The isolationist policy is closing in on the payments industry, with European banks threatening to build a localized payments ecosystem to fend off major US card brands.
The planned European network, called Pan European Payment System (or PEPSI), includes 20 European banks and has the tacit support of the European Central Bank. There’s no official announcement, but PEPSI would be a catch-all counterweight to cross-border mobile payment fintechs, challenger banks, blockchain startups, cryptocurrency and cloud, and other initiatives that the incumbent financial services industry sees them as threats.
PEPSI is said to be a rival to Visa, Mastercard, PayPal, other US payment brands and US-based data giants such as Google and Amazon. The ECB did not return a request for comment, but several European media quoted Carlo Bovero, head of global cards at BNP Paribas, referring to the initiative during a conference.
European politicians have already floated the idea of creating their own payment system. Just a few months ago, Deutsche Bundesbank board member Burkhard Balz suggested European banks create their own mobile payment platform, citing the influence of Google and Amazon as a threatens. What is new this time around is the participation of a large number of banks, with PEPSI including most of the French and German banking sectors as a base, and a group of banks willing to invest in the initiative.
The ECB and PEPSI are not alone, as mainstream authorities are taking a tougher line against alternative payment initiatives, whether it’s Facebook’s Libra, Apple Pay or challenger banks.
The EU is reportedly moving closer to an investigation into Apple Pay for breaching antitrust rules, and rejection of Facebook’s Libra project is widespread as politicians in the US, Europe and Asia push back against the network’s crypto initiative social. This political climate is present elsewhere, with India requiring external payment companies to store data locally, a move that has drawn ire from Mastercard. And China often changes the requirements for external payment companies to do business inside the country, usually in the direction of requiring substantial investment and local presence.
Central banks around the world are also building digital currencies, again to counter what they see as a threat to monetary sovereignty by blockchain-based currencies such as Libra.
PEPSI supporters suggest another indirect threat, with media saying Europe needs its own payments system to counter a ‘displeased US president’ who could alter its trade policy with the eurozone in ways that could harm to continental banks.
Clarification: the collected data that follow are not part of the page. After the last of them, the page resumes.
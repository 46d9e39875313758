//! Two-letter participant badges.

const SEPARATORS: [char; 4] = ['.', '-', '_', ' '];

/// Derives the badge text for a participant identifier.
///
/// Only the part before the first `@` is considered. It is split on runs of
/// `.`, `-`, `_` and spaces; a single fragment yields its first two
/// characters, two or more yield the first character of each of the first
/// two fragments. The result is uppercased.
pub fn abbreviate(identifier: &str) -> String {
    let local = identifier.split('@').next().unwrap_or_default();
    let mut fragments = local
        .split(|c: char| SEPARATORS.contains(&c))
        .filter(|fragment| !fragment.is_empty());

    match (fragments.next(), fragments.next()) {
        (None, _) => String::new(),
        (Some(only), None) => only.chars().take(2).flat_map(char::to_uppercase).collect(),
        (Some(first), Some(second)) => first
            .chars()
            .take(1)
            .chain(second.chars().take(1))
            .flat_map(char::to_uppercase)
            .collect(),
    }
}

#[cfg(test)]
#[path = "tests/initials_tests.rs"]
mod tests;
use shared::domain::ActionError;
use thiserror::Error;
use tokio::task::JoinError;

/// Failures talking to the registry, as seen by controllers.
#[derive(Debug, Clone, PartialEq, Eq, Error)]
pub enum RegistryError {
    /// Request could not be sent or no response arrived.
    #[error("registry unreachable: {0}")]
    Network(String),
    /// Response arrived with a non-success status.
    #[error("registry rejected request with status {status}")]
    Server { status: u16, detail: Option<String> },
    /// Response body was not the JSON we expected.
    #[error("malformed registry response: {0}")]
    Decode(String),
}

impl RegistryError {
    pub fn network(err: reqwest::Error) -> Self {
        Self::Network(err.to_string())
    }

    /// Server-provided detail, only present on rejected requests.
    pub fn detail(&self) -> Option<&str> {
        match self {
            Self::Server { detail, .. } => detail.as_deref(),
            _ => None,
        }
    }
}

#[derive(Debug, Error)]
pub enum RegistryConfigError {
    #[error("registry url cannot be used as a base: {0}")]
    NotABase(String),
    #[error("failed to build http client: {0}")]
    Client(#[from] reqwest::Error),
}

#[derive(Debug, Error)]
pub enum ClientError {
    #[error(transparent)]
    Registry(#[from] RegistryError),
    #[error(transparent)]
    Dispatch(#[from] ActionError),
    #[error("refresh task did not complete: {0}")]
    RefreshTask(#[from] JoinError),
}
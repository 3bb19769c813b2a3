/// The default endpoint for the supported towns listing.
pub const DEFAULT_TOWNS_URL: &str = "http://localhost:5000/all_supported_towns";

/// The default endpoint for restaurant data. The town goes in the `town`
/// query parameter.
pub const DEFAULT_RESTAURANTS_URL: &str = "http://localhost:5000/restaurants";

/// The wire schema version this crate understands: the sectioned
/// `google_maps_info` / `trip_advisor_info` shape. The older flat
/// `all_sites` shape is rejected, not silently supported.
pub const SUPPORTED_SCHEMA_VERSION: u32 = 2;

/// Declared MIME type of photo payloads on the wire.
pub const PHOTO_MIME_TYPE: &str = "image/jpeg";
“There is no doubt that PEPSI could have a huge impact on EU payments if the ECB and the EC put their considerable shoulders on it and if the banks seriously commit to a politically motivated payments system,” said Eric Grover. , director of Intrepid Ventures. “EU regulators are viscerally hostile to mainstream US payment franchises like Visa and Mastercard. They are scared off by the prospect of Libra.
Politics is only part of the battle, as challenger banks have grown rapidly in recent years, often gaining hundreds of thousands of registered customers and drawing in funding from fintech investors. There is probably frustration in the traditional banking sector which is fueling the pressure for an alternative payment system. Incumbent banks have faced a long and costly road to comply with data regulations such as PSD2 and GDPR, which are seen as favorable to challenger banks and fintechs as these start-ups can take advantage of new sharing. mandatory data between banks and third parties.
Revolut, which is partnering with Visa to expand geographically, and N26, which just raised $300 million, have both achieved unicorn status and are rapidly adding new markets and scale. Another European fintech, Monzo, says it is adding 100,000 customers per month and expanding services such as B2B payments.
These companies started out as mobile payment providers, using US card brands to support transactions, and their growth is adding to the scale of US card networks.
“These challenger banks distinguish themselves by providing payment services – that’s how they entered the market, as glorified general purpose top-up accounts,” said payments consultant Richard Crone. “Thus, directly or indirectly, Visa and Mastercard have new distribution channels.”
PEPSI would face an uphill battle given that most European banks issue Visa and Mastercard, and Apple Pay and PayPal have made major inroads among European consumers and merchants. And international payment networks don’t develop overnight. Reported estimates indicate that PEPSI would cost several billion euros to build a system that would cover around 60% of the European electronic payments market.
“Building a network of last resort is a difficult and expensive undertaking,” said Sarah Grotta, director of debit and alternative products and consulting at Mercator. “Having enough consumers and merchants behind the solution to create the network effect, along with all the required infrastructure, operations and regulatory considerations is a business that will take many years to grow.”